Vega measures how much an option's price changes for a 1% change in implied volatility (IV). If an option has Vega 8, a 1% rise in IV increases the option price by ₹8. Vega is always positive for option buyers — you benefit when uncertainty rises. It is negative for sellers.
What is IV crush?
IV crush is the sudden drop in implied volatility that happens after a scheduled event like earnings, RBI policy, or budget announcement. Before the event, uncertainty is high and IV is inflated. Once the event is over, uncertainty disappears and IV collapses, often by 30-50% in hours.

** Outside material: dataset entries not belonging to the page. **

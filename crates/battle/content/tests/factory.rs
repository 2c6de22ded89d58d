use std::fs;
use std::path::Path;

use battle_content::{ContentFactory, bundled_snapshot};
use battle_core::{
    ActorId, BattleContext, BattleEnv, BattlerOrigin, EnemyDecisionEngine, EnemyId, PcgRng,
    TroopId, TroopOracle,
};
use tempfile::TempDir;

const TROOPS: &str = r#"(troops: [(name: "Pair", members: [1, 2])])"#;
const ENEMIES: &str = r#"(
    enemies: [
        (name: "Slime", max_hp: 8, actions: [(kind: Skill(1))]),
        (name: "Goblin", max_hp: 15, actions: [(kind: Basic(Defend), rating: 10)]),
    ],
)"#;
const SKILLS: &str = r#"(skills: [(name: "Harden", scope: SelfOnly)])"#;
const ACTORS: &str = r#"(actors: [(name: "Alex", max_hp: 30)])"#;
const SYSTEM: &str = r#"
battle_music = "Battle1"
battle_se = "Battle Start"
default_terrain = 2

[battle_test]
troop = 1
background = ""
members = [1]
"#;

fn write_data(dir: &Path, troops: &str) {
    fs::write(dir.join("troops.ron"), troops).unwrap();
    fs::write(dir.join("enemies.ron"), ENEMIES).unwrap();
    fs::write(dir.join("skills.ron"), SKILLS).unwrap();
    fs::write(dir.join("actors.ron"), ACTORS).unwrap();
    fs::write(dir.join("system.toml"), SYSTEM).unwrap();
}

#[test]
fn loads_a_data_directory() {
    let temp = TempDir::new().unwrap();
    write_data(temp.path(), TROOPS);

    let snapshot = ContentFactory::new(temp.path()).load_snapshot().unwrap();

    assert_eq!(snapshot.troop_count(), 1);
    assert_eq!(
        snapshot.troop(TroopId(1)).map(|t| t.members.clone()),
        Some(vec![EnemyId(1), EnemyId(2)])
    );
    assert_eq!(snapshot.enemies[1].actions[0].rating, 10);
    assert_eq!(snapshot.system.battle_test.members, [ActorId(1)]);
}

#[test]
fn missing_file_names_the_path() {
    let temp = TempDir::new().unwrap();
    write_data(temp.path(), TROOPS);
    fs::remove_file(temp.path().join("skills.ron")).unwrap();

    let err = ContentFactory::new(temp.path())
        .load_snapshot()
        .unwrap_err();

    assert!(err.to_string().contains("skills.ron"), "{err}");
}

#[test]
fn dangling_troop_member_is_rejected() {
    let temp = TempDir::new().unwrap();
    write_data(temp.path(), r#"(troops: [(name: "Ghosts", members: [9])])"#);

    let err = ContentFactory::new(temp.path())
        .load_snapshot()
        .unwrap_err();

    assert!(err.to_string().contains("enemy 9"), "{err}");
}

#[test]
fn malformed_ron_is_reported() {
    let temp = TempDir::new().unwrap();
    write_data(temp.path(), "(troops: [(name: \"Broken\"");

    let err = ContentFactory::new(temp.path())
        .load_snapshot()
        .unwrap_err();

    assert!(err.to_string().contains("troop catalog"), "{err}");
}

#[test]
fn bundled_content_is_consistent() {
    let snapshot = bundled_snapshot().unwrap();

    assert!(snapshot.troop_count() >= 5);
    assert!(snapshot.troop(snapshot.system.battle_test.troop).is_some());
}

#[test]
fn every_bundled_enemy_action_decides_without_error() {
    let snapshot = bundled_snapshot().unwrap();
    let engine = EnemyDecisionEngine::new(BattleEnv::from_snapshot(&snapshot, &PcgRng));

    for (index, template) in snapshot.enemies.iter().enumerate() {
        let species = EnemyId(index as u32 + 1);
        for def in &template.actions {
            let mut ctx = BattleContext::new(TroopId(1), 11);
            ctx.spawn("Alex", BattlerOrigin::Actor(ActorId(1)), 48)
                .unwrap();
            let enemy = ctx
                .spawn(template.name.clone(), BattlerOrigin::Enemy(species), template.max_hp)
                .unwrap();

            let result = engine.create_enemy_action(&mut ctx, enemy, def, None);
            assert!(result.is_ok(), "{}: {def:?} -> {result:?}", template.name);
        }
    }
}
use crate::state::SkillId;

/// Oracle providing the skill table.
pub trait SkillOracle: Send + Sync {
    fn skill(&self, id: SkillId) -> Option<&SkillDefinition>;
}

/// How a skill is used. Only `Normal` skills are resolved in battle by the
/// decision engine; the rest go through the field "begin skill" path.
#[derive(
    Clone,
    Copy,
    Debug,
    Default,
    PartialEq,
    Eq,
    Hash,
    strum::Display,
    strum::EnumString,
    strum::AsRefStr,
)]
#[cfg_attr(feature = "serde", derive(serde::Serialize, serde::Deserialize))]
#[strum(serialize_all = "snake_case", ascii_case_insensitive)]
pub enum SkillType {
    #[default]
    Normal,
    Teleport,
    Escape,
    Switch,
}

/// Targets a skill applies to, relative to the caster.
#[derive(
    Clone,
    Copy,
    Debug,
    PartialEq,
    Eq,
    Hash,
    strum::Display,
    strum::EnumString,
    strum::AsRefStr,
)]
#[cfg_attr(feature = "serde", derive(serde::Serialize, serde::Deserialize))]
#[strum(serialize_all = "snake_case", ascii_case_insensitive)]
pub enum SkillScope {
    SingleEnemy,
    SingleAlly,
    AllEnemies,
    /// The caster itself.
    SelfOnly,
    AllAllies,
}

#[derive(Clone, Debug, PartialEq, Eq)]
#[cfg_attr(feature = "serde", derive(serde::Serialize, serde::Deserialize))]
pub struct SkillDefinition {
    pub name: String,
    #[cfg_attr(feature = "serde", serde(default))]
    pub skill_type: SkillType,
    pub scope: SkillScope,
}

impl SkillDefinition {
    pub fn new(name: impl Into<String>, skill_type: SkillType, scope: SkillScope) -> Self {
        Self {
            name: name.into(),
            skill_type,
            scope,
        }
    }
}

This crushes long option positions regardless of direction.
Why do straddles lose money before earnings?
Because you're buying inflated volatility. A TCS ATM straddle before earnings might cost ₹180 when IV is 45%. After earnings, even if TCS moves 4% (matching the implied move), the straddle often drops to ₹90 because IV crashes to 25%. The directional gain is eaten by vega loss. This is one of the most common retail option traps in India.
Should I sell options before earnings?
Selling inflated IV can be profitable but risky. A short straddle or iron condor before earnings benefits from IV crush, but you're exposed to any large directional move. Professional traders do this only with defined-risk structures (iron condors) and strict position sizing — typically 1-2% of capital per trade.
How is Vega different from Theta?
Theta measures decay per day of time passing. Vega measures decay per percentage point of IV change. Both erode long option positions, but for different reasons. A long straddle held through earnings might lose 20% from theta over 7 days — and another 40% from vega in 10 minutes when IV crashes post-event.
When is vega risk highest?
Vega risk is highest for long-dated options, ATM options, and options ahead of known events. A 45-DTE ATM NIFTY call has ~3x the vega of a 7-DTE equivalent. Before budget, election results, or major company earnings, vega can dominate Greek exposure — making IV awareness more important than direction.